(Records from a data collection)
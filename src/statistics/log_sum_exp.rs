//! Numerically stable log-sum-exp.
//!
//! All evidence and prior-mass bookkeeping happens in the log domain, so the
//! sampler never exponentiates before summing. The identity used throughout:
//!
//! ```text
//! log(e^a + e^b) = max(a, b) + log1p(e^(min(a, b) - max(a, b)))
//! ```
//!
//! which never overflows and loses no precision when the operands are orders
//! of magnitude apart.

/// Compute `log(e^a + e^b)` without leaving the log domain.
///
/// Either operand may be `-inf` (or a very negative sentinel such as
/// `f64::MIN`), in which case the other operand is returned unchanged up to
/// rounding.
pub fn log_sum_exp(a: f64, b: f64) -> f64 {
    let (hi, lo) = if a >= b { (a, b) } else { (b, a) };

    if hi == f64::NEG_INFINITY {
        // Both operands are zero in linear space.
        return f64::NEG_INFINITY;
    }

    hi + (lo - hi).exp().ln_1p()
}

/// Compute `log(sum_i e^(values[i]))` over a slice.
///
/// Returns `-inf` for an empty slice (an empty sum is zero in linear space).
pub fn log_sum_exp_slice(values: &[f64]) -> f64 {
    let hi = values.iter().copied().fold(f64::NEG_INFINITY, f64::max);

    if hi == f64::NEG_INFINITY {
        return f64::NEG_INFINITY;
    }

    let sum: f64 = values.iter().map(|&v| (v - hi).exp()).sum();
    hi + sum.ln()
}
//! Type aliases and shared containers.

use nalgebra::{DMatrix, DVector};

/// D×N matrix of sample points; points are columns.
pub type ParameterMatrix = DMatrix<f64>;

/// D-dimensional parameter vector (one point).
pub type ParameterVector = DVector<f64>;

/// Append-only record of points discarded by the nested iteration.
///
/// Entries arrive in order of non-decreasing log-likelihood, except for the
/// final batch of live points appended when the run terminates.
#[derive(Debug, Clone, Default)]
pub struct PosteriorRecord {
    points: Vec<ParameterVector>,
    log_likelihoods: Vec<f64>,
    log_weights: Vec<f64>,
}

impl PosteriorRecord {
    /// Create an empty record.
    pub fn new() -> Self {
        Self::default()
    }

    /// Append one discarded point with its log-likelihood and log-weight.
    pub fn push(&mut self, point: ParameterVector, log_likelihood: f64, log_weight: f64) {
        self.points.push(point);
        self.log_likelihoods.push(log_likelihood);
        self.log_weights.push(log_weight);
    }

    /// Number of recorded points.
    pub fn len(&self) -> usize {
        self.points.len()
    }

    /// Whether the record is empty.
    pub fn is_empty(&self) -> bool {
        self.points.is_empty()
    }

    /// The recorded points, in insertion order.
    pub fn points(&self) -> &[ParameterVector] {
        &self.points
    }

    /// Log-likelihood of each recorded point, in insertion order.
    pub fn log_likelihoods(&self) -> &[f64] {
        &self.log_likelihoods
    }

    /// Log-weight (`log_width + log_likelihood`) of each recorded point.
    pub fn log_weights(&self) -> &[f64] {
        &self.log_weights
    }

    /// Assemble the D×M posterior matrix (points are columns).
    ///
    /// Returns an empty 0×0 matrix when nothing has been recorded.
    pub fn to_matrix(&self) -> ParameterMatrix {
        match self.points.first() {
            Some(first) => {
                let n_dimensions = first.len();
                ParameterMatrix::from_fn(n_dimensions, self.points.len(), |row, col| {
                    self.points[col][row]
                })
            }
            None => ParameterMatrix::zeros(0, 0),
        }
    }
}

#[cfg(test)]
mod tests {
    use super::*;

    #[test]
    fn record_preserves_insertion_order() {
        let mut record = PosteriorRecord::new();
        record.push(ParameterVector::from_vec(vec![1.0, 2.0]), -3.0, -5.0);
        record.push(ParameterVector::from_vec(vec![3.0, 4.0]), -1.0, -4.0);

        assert_eq!(record.len(), 2);
        assert_eq!(record.log_likelihoods(), &[-3.0, -1.0]);
        assert_eq!(record.log_weights(), &[-5.0, -4.0]);

        let matrix = record.to_matrix();
        assert_eq!(matrix.nrows(), 2);
        assert_eq!(matrix.ncols(), 2);
        assert_eq!(matrix[(0, 1)], 3.0);
        assert_eq!(matrix[(1, 0)], 2.0);
    }

    #[test]
    fn empty_record_yields_empty_matrix() {
        let record = PosteriorRecord::new();
        assert!(record.is_empty());
        assert_eq!(record.to_matrix().ncols(), 0);
    }
}
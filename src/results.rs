//! Posterior views, parameter summaries and ASCII output.
//!
//! `Results` snapshots a finished run: the D×M posterior matrix, the
//! per-point log-likelihoods and log-weights, the evidence figures and the
//! wall-clock duration. From the normalized posterior it derives
//! per-parameter summaries (expectation, median, mode, second moment) and
//! writes the plain-ASCII files downstream tooling consumes: one trace file
//! per parameter plus single-file evidence and probability summaries, all
//! with `#`-commented headers.

use std::fs::File;
use std::io::{BufWriter, Write};
use std::path::Path;

use serde::{Deserialize, Serialize};

use crate::cluster::Clusterer;
use crate::likelihood::Likelihood;
use crate::nested::NestedSampler;
use crate::statistics::weighted_quantile;
use crate::types::ParameterMatrix;

/// Failure while writing result files.
#[derive(Debug)]
pub enum ResultsError {
    /// An underlying filesystem write failed.
    Io {
        /// Path being written.
        path: String,
        /// The originating error.
        source: std::io::Error,
    },
}

impl std::fmt::Display for ResultsError {
    fn fmt(&self, f: &mut std::fmt::Formatter<'_>) -> std::fmt::Result {
        match self {
            ResultsError::Io { path, source } => {
                write!(f, "Failed writing results to '{}': {}", path, source)
            }
        }
    }
}

impl std::error::Error for ResultsError {
    fn source(&self) -> Option<&(dyn std::error::Error + 'static)> {
        match self {
            ResultsError::Io { source, .. } => Some(source),
        }
    }
}

/// Per-parameter posterior summary.
///
/// Credible intervals are intentionally absent; downstream consumers derive
/// them from the trace files if needed.
#[derive(Debug, Clone, Serialize, Deserialize)]
pub struct ParameterSummary {
    /// Posterior expectation.
    pub mean: f64,
    /// Weighted posterior median.
    pub median: f64,
    /// Parameter value of the highest-weight posterior point.
    pub mode: f64,
    /// Second central moment of the posterior.
    pub second_moment: f64,
}

/// Read-only snapshot of a finished nested sampling run.
#[derive(Debug, Clone)]
pub struct Results {
    posterior: ParameterMatrix,
    log_likelihoods: Vec<f64>,
    log_weights: Vec<f64>,
    normalized_weights: Vec<f64>,
    log_evidence: f64,
    log_evidence_error: f64,
    information_gain: f64,
    n_iterations: usize,
    elapsed_seconds: f64,
}

impl Results {
    /// Snapshot the given sampler after `run` has returned.
    pub fn new<L: Likelihood, C: Clusterer>(sampler: &NestedSampler<L, C>) -> Self {
        let record = sampler.posterior();
        let log_evidence = sampler.log_evidence();

        let normalized_weights = record
            .log_weights()
            .iter()
            .map(|&log_weight| (log_weight - log_evidence).exp())
            .collect();

        Self {
            posterior: record.to_matrix(),
            log_likelihoods: record.log_likelihoods().to_vec(),
            log_weights: record.log_weights().to_vec(),
            normalized_weights,
            log_evidence,
            log_evidence_error: sampler.log_evidence_error(),
            information_gain: sampler.information_gain(),
            n_iterations: sampler.n_iterations(),
            elapsed_seconds: sampler.elapsed().as_secs_f64(),
        }
    }

    /// The D×M posterior matrix (points are columns).
    pub fn posterior(&self) -> &ParameterMatrix {
        &self.posterior
    }

    /// Log-likelihood of each posterior point.
    pub fn log_likelihoods(&self) -> &[f64] {
        &self.log_likelihoods
    }

    /// Log-weight of each posterior point.
    pub fn log_weights(&self) -> &[f64] {
        &self.log_weights
    }

    /// Posterior probability of each point, normalized by the evidence.
    pub fn normalized_weights(&self) -> &[f64] {
        &self.normalized_weights
    }

    /// The accumulated log-evidence.
    pub fn log_evidence(&self) -> f64 {
        self.log_evidence
    }

    /// Skilling's statistical error on the log-evidence.
    pub fn log_evidence_error(&self) -> f64 {
        self.log_evidence_error
    }

    /// The information gain H.
    pub fn information_gain(&self) -> f64 {
        self.information_gain
    }

    /// Number of nested iterations the run performed.
    pub fn n_iterations(&self) -> usize {
        self.n_iterations
    }

    /// Wall-clock duration of the run in seconds.
    pub fn elapsed_seconds(&self) -> f64 {
        self.elapsed_seconds
    }

    /// Per-parameter summaries from the normalized posterior.
    pub fn parameter_summaries(&self) -> Vec<ParameterSummary> {
        let total: f64 = self.normalized_weights.iter().sum();
        let mode_index = self
            .normalized_weights
            .iter()
            .enumerate()
            .max_by(|a, b| a.1.total_cmp(b.1))
            .map(|(index, _)| index)
            .unwrap_or(0);

        (0..self.posterior.nrows())
            .map(|row| {
                let values: Vec<f64> = self.posterior.row(row).iter().copied().collect();

                let mean = values
                    .iter()
                    .zip(self.normalized_weights.iter())
                    .map(|(v, w)| v * w)
                    .sum::<f64>()
                    / total;

                let second_moment = values
                    .iter()
                    .zip(self.normalized_weights.iter())
                    .map(|(v, w)| (v - mean) * (v - mean) * w)
                    .sum::<f64>()
                    / total;

                ParameterSummary {
                    mean,
                    median: weighted_quantile(&values, &self.normalized_weights, 0.5),
                    mode: values[mode_index],
                    second_moment,
                }
            })
            .collect()
    }

    /// Write one trace file per parameter: `{prefix}{index:03}.txt`.
    pub fn write_parameters(&self, path_prefix: &str) -> Result<(), ResultsError> {
        for row in 0..self.posterior.nrows() {
            let path = format!("{}{:03}.txt", path_prefix, row);
            let mut writer = open_writer(&path)?;

            write_lines(&path, &mut writer, |w| {
                writeln!(w, "# Posterior sample of parameter {}", row)?;
                writeln!(w, "# Column 1: parameter value")?;
                for col in 0..self.posterior.ncols() {
                    writeln!(w, "{:.12e}", self.posterior[(row, col)])?;
                }
                Ok(())
            })?;
        }
        Ok(())
    }

    /// Write the log-likelihood trace of the posterior sample.
    pub fn write_log_likelihood(&self, path: &str) -> Result<(), ResultsError> {
        let mut writer = open_writer(path)?;
        write_lines(path, &mut writer, |w| {
            writeln!(w, "# log(Likelihood) of posterior sample")?;
            writeln!(w, "# Column 1: log-likelihood")?;
            for value in &self.log_likelihoods {
                writeln!(w, "{:.12e}", value)?;
            }
            Ok(())
        })
    }

    /// Write the normalized posterior probabilities.
    pub fn write_posterior_probability(&self, path: &str) -> Result<(), ResultsError> {
        let mut writer = open_writer(path)?;
        write_lines(path, &mut writer, |w| {
            writeln!(w, "# Posterior probability distribution (normalized)")?;
            writeln!(w, "# Column 1: probability")?;
            for value in &self.normalized_weights {
                writeln!(w, "{:.12e}", value)?;
            }
            Ok(())
        })
    }

    /// Write the evidence block: log-evidence, its error and the
    /// information gain.
    pub fn write_evidence_information(&self, path: &str) -> Result<(), ResultsError> {
        let mut writer = open_writer(path)?;
        write_lines(path, &mut writer, |w| {
            writeln!(w, "# Skilling's log(Evidence)")?;
            writeln!(w, "{:.12e}", self.log_evidence)?;
            writeln!(w, "# Skilling's error on log(Evidence)")?;
            writeln!(w, "{:.12e}", self.log_evidence_error)?;
            writeln!(w, "# Skilling's information gain")?;
            writeln!(w, "{:.12e}", self.information_gain)?;
            Ok(())
        })
    }

    /// Write the per-parameter summary table, one row per parameter.
    pub fn write_parameters_summary(&self, path: &str) -> Result<(), ResultsError> {
        let summaries = self.parameter_summaries();
        let mut writer = open_writer(path)?;
        write_lines(path, &mut writer, |w| {
            writeln!(w, "# Posterior parameter summaries, one row per parameter")?;
            writeln!(w, "# Columns: mean, median, mode, second moment")?;
            for summary in &summaries {
                writeln!(
                    w,
                    "{:.12e}  {:.12e}  {:.12e}  {:.12e}",
                    summary.mean, summary.median, summary.mode, summary.second_moment
                )?;
            }
            Ok(())
        })
    }
}

fn open_writer(path: &str) -> Result<BufWriter<File>, ResultsError> {
    File::create(Path::new(path))
        .map(BufWriter::new)
        .map_err(|source| ResultsError::Io {
            path: path.to_string(),
            source,
        })
}

fn write_lines<F>(path: &str, writer: &mut BufWriter<File>, body: F) -> Result<(), ResultsError>
where
    F: FnOnce(&mut BufWriter<File>) -> std::io::Result<()>,
{
    body(writer).map_err(|source| ResultsError::Io {
        path: path.to_string(),
        source,
    })
}
use rust_decimal::Decimal;
use rust_decimal::MathematicalOps;
use rust_decimal_macros::dec;

use crate::error::AnnuityError;
use crate::types::{Money, Rate};
use crate::AnnuityResult;

/// `(1 + rate)^nper`, computed by repeated multiplication so the schedule
/// never depends on a logarithmic `powd` approximation.
fn compound_factor(rate: Rate, nper: u32) -> AnnuityResult<Decimal> {
    (Decimal::ONE + rate)
        .checked_powu(u64::from(nper))
        .ok_or_else(|| AnnuityError::overflow(format!("compound factor (1 + {rate})^{nper}")))
}

/// Net Present Value of a series of cash flows, the first one undiscounted
pub fn npv(rate: Rate, cash_flows: &[Money]) -> AnnuityResult<Money> {
    if rate <= dec!(-1) {
        return Err(AnnuityError::invalid(
            "rate",
            "Discount rate must be greater than -100%",
        ));
    }

    let mut result = Decimal::ZERO;
    let one_plus_r = Decimal::ONE + rate;
    let mut discount = Decimal::ONE;

    for (t, cf) in cash_flows.iter().enumerate() {
        if t > 0 {
            discount = discount
                .checked_mul(one_plus_r)
                .ok_or_else(|| AnnuityError::overflow(format!("NPV discount factor at period {t}")))?;
        }
        if discount.is_zero() {
            return Err(AnnuityError::DivisionByZero {
                context: format!("NPV discount factor at period {t}"),
            });
        }
        result += cf / discount;
    }

    Ok(result)
}

/// Present Value
pub fn pv(rate: Rate, nper: u32, pmt: Money, fv: Money) -> AnnuityResult<Money> {
    if rate.is_zero() {
        return Ok(-(pmt * Decimal::from(nper) + fv));
    }

    let factor = compound_factor(rate, nper)?;

    if factor.is_zero() {
        return Err(AnnuityError::DivisionByZero {
            context: "PV factor".into(),
        });
    }

    let annuity_factor = (Decimal::ONE - Decimal::ONE / factor) / rate;
    Ok(-(pmt * annuity_factor + fv / factor))
}

/// Payment (PMT). Spreadsheet sign convention: a positive loan yields a
/// negative payment.
pub fn pmt(rate: Rate, nper: u32, present_value: Money, future_value: Money) -> AnnuityResult<Money> {
    if nper == 0 {
        return Err(AnnuityError::invalid("nper", "Number of periods must be > 0"));
    }

    if rate.is_zero() {
        return Ok(-(present_value + future_value) / Decimal::from(nper));
    }

    let factor = compound_factor(rate, nper)?;
    let annuity_factor = (factor - Decimal::ONE) / rate;

    if annuity_factor.is_zero() {
        return Err(AnnuityError::DivisionByZero {
            context: "PMT annuity factor".into(),
        });
    }

    let numerator = present_value
        .checked_mul(factor)
        .and_then(|v| v.checked_add(future_value))
        .ok_or_else(|| AnnuityError::overflow("PMT numerator"))?;

    Ok(-numerator / annuity_factor)
}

> Exercise: Look through the entries above, find each line containing "which", and copy it.

> Reply:
//! which never overflows and loses no precision when the operands are orders
/// `f64::MIN`), in which case the other operand is returned unchanged up to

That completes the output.